Multi-omics reveal phosphatidic acid phosphatases modify Niemann-Pick type C disease severity

Summary Niemann-Pick type C (NP-C) disease is a fatal, neurodegenerative disorder caused by lysosomal lipid accumulation with variable symptomatic penetrance at the primary disease locus encoded by the NPC1 gene. We identified genetic modifiers of disease progression by integrating genetic, genomic, and lipidomic analyses across yeast, mice, and human patients. A yeast screen identified 45 candidate modifiers of disease severity, including phosphatidic acid hydrolase (PAH1), a key enzyme in triacylglycerol (TAG) synthesis. Lipidomic profiling of liver, cerebral cortex, and cerebellum from Npc1−/− mice at multiple ages demonstrated that dysregulation of TAG metabolism strongly correlates with disease progression.
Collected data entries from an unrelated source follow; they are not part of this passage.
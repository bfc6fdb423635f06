#![allow(dead_code)]
//! Timeline builders: per-node, per-window style accumulation.
//!
//! A builder owns its local and backfill tables; the style history a node
//! accumulates across forked timelines lives in a `GlobalStyles` arena shared
//! by reference. This two-level store replaces the source design's implicit
//! parent/child table sharing with an explicit one keyed by node id.

use hashbrown::HashMap;
use indexmap::IndexMap;

use motive_api_core::ast::{AnimationOptions, StyleTuple, Timing};
use motive_api_core::error::BuildError;
use motive_api_core::style::{StyleMap, StyleValue};

use crate::ids::NodeId;
use crate::instruction::{create_timeline_instruction, Keyframe, TimelineInstruction};
use crate::timing::{interpolate_params, round_offset, ONE_FRAME_IN_MS};

/// Shared per-node style history for one compile pass.
#[derive(Default, Debug)]
pub struct GlobalStyles {
    by_node: HashMap<NodeId, StyleMap>,
}

impl GlobalStyles {
    pub fn new() -> Self {
        Self::default()
    }

    fn entry(&mut self, node: NodeId) -> &mut StyleMap {
        self.by_node.entry(node).or_default()
    }

    fn map(&self, node: NodeId) -> Option<&StyleMap> {
        self.by_node.get(&node)
    }
}

#[derive(Clone, Debug)]
struct TimedValue {
    time: f32,
    value: StyleValue,
}

#[derive(Default, Debug)]
struct KeyframeDraft {
    time: f32,
    easing: Option<String>,
    styles: StyleMap,
}

pub struct TimelineBuilder {
    pub element: NodeId,
    pub start_time: f32,
    pub current_time: f32,
    /// Timeline-level easing, set for the inner timeline of `keyframes()`.
    pub easing: Option<String>,
    drafts: Vec<KeyframeDraft>,
    current: usize,
    previous: Option<usize>,
    /// Index of the draft produced by an empty `animate(n)` step, if that is
    /// still the current one.
    empty_step_draft: Option<usize>,
    style_summary: IndexMap<String, TimedValue>,
    local: StyleMap,
    backfill: StyleMap,
    pending: StyleMap,
}

impl TimelineBuilder {
    pub fn new(element: NodeId, start_time: f32) -> Self {
        let mut builder = Self {
            element,
            start_time,
            current_time: start_time,
            easing: None,
            drafts: Vec::new(),
            current: 0,
            previous: None,
            empty_step_draft: None,
            style_summary: IndexMap::new(),
            local: StyleMap::new(),
            backfill: StyleMap::new(),
            pending: StyleMap::new(),
        };
        builder.load_keyframe();
        builder
    }

    /// Elapsed time inside this window.
    #[inline]
    pub fn duration(&self) -> f32 {
        self.current_time - self.start_time
    }

    pub fn contains_animation(&self) -> bool {
        match self.drafts.len() {
            0 => false,
            1 => self.has_current_style_properties(),
            _ => true,
        }
    }

    pub fn has_current_style_properties(&self) -> bool {
        !self.drafts[self.current].styles.is_empty()
    }

    /// False only while the current keyframe is an untouched empty step,
    /// which must not receive destination state styles.
    pub fn allow_only_timeline_styles(&self) -> bool {
        self.empty_step_draft != Some(self.current)
    }

    fn load_keyframe(&mut self) {
        if !self.drafts.is_empty() {
            self.previous = Some(self.current);
        }
        match self.drafts.iter().position(|d| d.time == self.current_time) {
            Some(i) => self.current = i,
            None => {
                self.drafts.push(KeyframeDraft {
                    time: self.current_time,
                    ..Default::default()
                });
                self.current = self.drafts.len() - 1;
            }
        }
    }

    /// Advance by the minimal schedulable unit, forcing a held frame before
    /// an immediately following style step.
    pub fn forward_frame(&mut self) {
        self.current_time += ONE_FRAME_IN_MS;
        self.load_keyframe();
    }

    pub fn forward_time(&mut self, time: f32) {
        self.apply_styles_to_keyframe();
        self.current_time = time;
        self.load_keyframe();
    }

    /// Shift the window start if nothing committed yet; otherwise advance
    /// time so the delay window holds the last known value.
    pub fn delay_next_step(&mut self, globals: &mut GlobalStyles, delay: f32) {
        // A style() step that is the very first value on this timeline must
        // survive the delay: snapshot it so the window holds its styles.
        let has_pre_style_step = self.drafts.len() == 1 && !self.pending.is_empty();
        if self.duration() > 0.0 || has_pre_style_step {
            self.forward_time(self.current_time + delay);
            if has_pre_style_step {
                self.snapshot_current_styles(globals);
            }
        } else {
            self.start_time += delay;
            self.drafts[self.current].time = self.start_time;
            self.current_time = self.start_time;
        }
    }

    /// Child builder sharing the node's global style history but with fresh
    /// local/backfill tables.
    pub fn fork(&mut self, element: NodeId, current_time: Option<f32>) -> TimelineBuilder {
        self.apply_styles_to_keyframe();
        TimelineBuilder::new(element, current_time.unwrap_or(self.current_time))
    }

    fn update_style(&mut self, globals: &mut GlobalStyles, prop: &str, value: StyleValue) {
        self.local.insert(prop.to_string(), value.clone());
        globals
            .entry(self.element)
            .insert(prop.to_string(), value.clone());
        self.style_summary.insert(
            prop.to_string(),
            TimedValue {
                time: self.current_time,
                value,
            },
        );
    }

    /// Re-commit every locally known style at the current time.
    pub fn snapshot_current_styles(&mut self, globals: &mut GlobalStyles) {
        let entries: Vec<(String, StyleValue)> = self
            .local
            .iter()
            .map(|(p, v)| (p.clone(), v.clone()))
            .collect();
        for (prop, value) in entries {
            self.pending.insert(prop.clone(), value.clone());
            self.update_style(globals, &prop, value);
        }
    }

    /// An `animate(n)` with no destination: every globally known property is
    /// pinned to the auto sentinel and backfilled.
    pub fn apply_empty_step(&mut self, globals: &mut GlobalStyles, easing: Option<&str>) {
        if let (Some(e), Some(prev)) = (easing, self.previous) {
            self.drafts[prev].easing = Some(e.to_string());
        }
        let known: Vec<(String, StyleValue)> = globals
            .map(self.element)
            .map(|m| m.iter().map(|(p, v)| (p.clone(), v.clone())).collect())
            .unwrap_or_default();
        for (prop, value) in known {
            self.backfill.insert(prop.clone(), value);
            self.drafts[self.current]
                .styles
                .insert(prop, StyleValue::auto());
        }
        self.empty_step_draft = Some(self.current);
    }

    /// Merge snapshots (wildcard entries expand to all known properties),
    /// interpolate params, and record backfill values for properties not yet
    /// locally set so earlier keyframes see a held value rather than a gap.
    pub fn set_styles(
        &mut self,
        globals: &mut GlobalStyles,
        input: &[StyleTuple],
        easing: Option<&str>,
        errors: &mut Vec<BuildError>,
        options: &AnimationOptions,
    ) {
        if let (Some(e), Some(prev)) = (easing, self.previous) {
            self.drafts[prev].easing = Some(e.to_string());
        }
        let empty_params = HashMap::new();
        let params = options.params.as_ref().unwrap_or(&empty_params);

        let mut flattened = StyleMap::new();
        for tuple in input {
            match tuple {
                StyleTuple::Wildcard(_) => {
                    if let Some(all) = globals.map(self.element) {
                        for prop in all.keys() {
                            flattened.insert(prop.clone(), StyleValue::auto());
                        }
                    }
                }
                StyleTuple::Styles(map) => {
                    for (prop, value) in map {
                        flattened.insert(prop.clone(), value.clone());
                    }
                }
            }
        }

        for (prop, value) in flattened {
            let value = interpolate_params(&value, params, errors);
            self.pending.insert(prop.clone(), value.clone());
            if !self.local.contains_key(&prop) {
                let held = globals
                    .map(self.element)
                    .and_then(|m| m.get(&prop).cloned())
                    .unwrap_or_else(StyleValue::auto);
                self.backfill.insert(prop.clone(), held);
            }
            self.update_style(globals, &prop, value);
        }
    }

    /// Commit pending styles into the keyframe at the current elapsed time.
    pub fn apply_styles_to_keyframe(&mut self) {
        if self.pending.is_empty() {
            return;
        }
        let pending = std::mem::take(&mut self.pending);
        let draft = &mut self.drafts[self.current];
        for (prop, value) in pending {
            draft.styles.insert(prop, value);
        }
        for (prop, value) in &self.local {
            if !draft.styles.contains_key(prop) {
                draft.styles.insert(prop.clone(), value.clone());
            }
        }
    }

    /// Most-recent-write-wins across siblings: adopt the other timeline's
    /// value for every property whose last write is newer than ours.
    pub fn merge_timeline_collected_styles(
        &mut self,
        globals: &mut GlobalStyles,
        other: &TimelineBuilder,
    ) {
        let updates: Vec<(String, StyleValue)> = other
            .style_summary
            .iter()
            .filter(|(prop, theirs)| match self.style_summary.get(*prop) {
                Some(ours) => theirs.time > ours.time,
                None => true,
            })
            .map(|(prop, theirs)| (prop.clone(), theirs.value.clone()))
            .collect();
        for (prop, value) in updates {
            self.update_style(globals, &prop, value);
        }
    }

    /// Emit the ordered keyframe list, classifying sentinel properties into
    /// the pre/post-style sets the runtime resolves via the driver.
    pub fn build_keyframes(&mut self) -> TimelineInstruction {
        self.apply_styles_to_keyframe();

        let duration = self.duration();
        let is_empty = self.drafts.len() == 1 && duration == 0.0;
        let mut pre_props: Vec<String> = Vec::new();
        let mut post_props: Vec<String> = Vec::new();
        let mut keyframes: Vec<Keyframe> = Vec::new();

        for draft in &self.drafts {
            let mut styles = self.backfill.clone();
            for (prop, value) in &draft.styles {
                styles.insert(prop.clone(), value.clone());
            }
            for (prop, value) in &styles {
                if value.is_pre() {
                    if !pre_props.contains(prop) {
                        pre_props.push(prop.clone());
                    }
                } else if value.is_auto() && !post_props.contains(prop) {
                    post_props.push(prop.clone());
                }
            }
            let offset = if is_empty {
                0.0
            } else {
                round_offset((draft.time - self.start_time) / duration)
            };
            keyframes.push(Keyframe {
                offset,
                easing: draft.easing.clone(),
                styles,
            });
        }

        // A single-instant timeline collapses to the explicit 2-keyframe
        // zero-duration form.
        if is_empty {
            let mut last = keyframes[0].clone();
            last.offset = 1.0;
            keyframes.push(last);
        }

        create_timeline_instruction(
            self.element,
            keyframes,
            pre_props,
            post_props,
            duration,
            self.start_time,
            self.easing.clone(),
            false,
        )
    }
}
Deletion of the murine PAH1 orthologues Lpin1 or Lpin2 in Npc1−/− mice reduced lifespan, accelerated Purkinje cell loss, and increased hepatic lipid accumulation. In NP-C patients, two LPIN3 variants were associated with early childhood onset. These findings identify lipins as modifiers of NP-C disease and expand our understanding of lipid metabolism in neurodegeneration.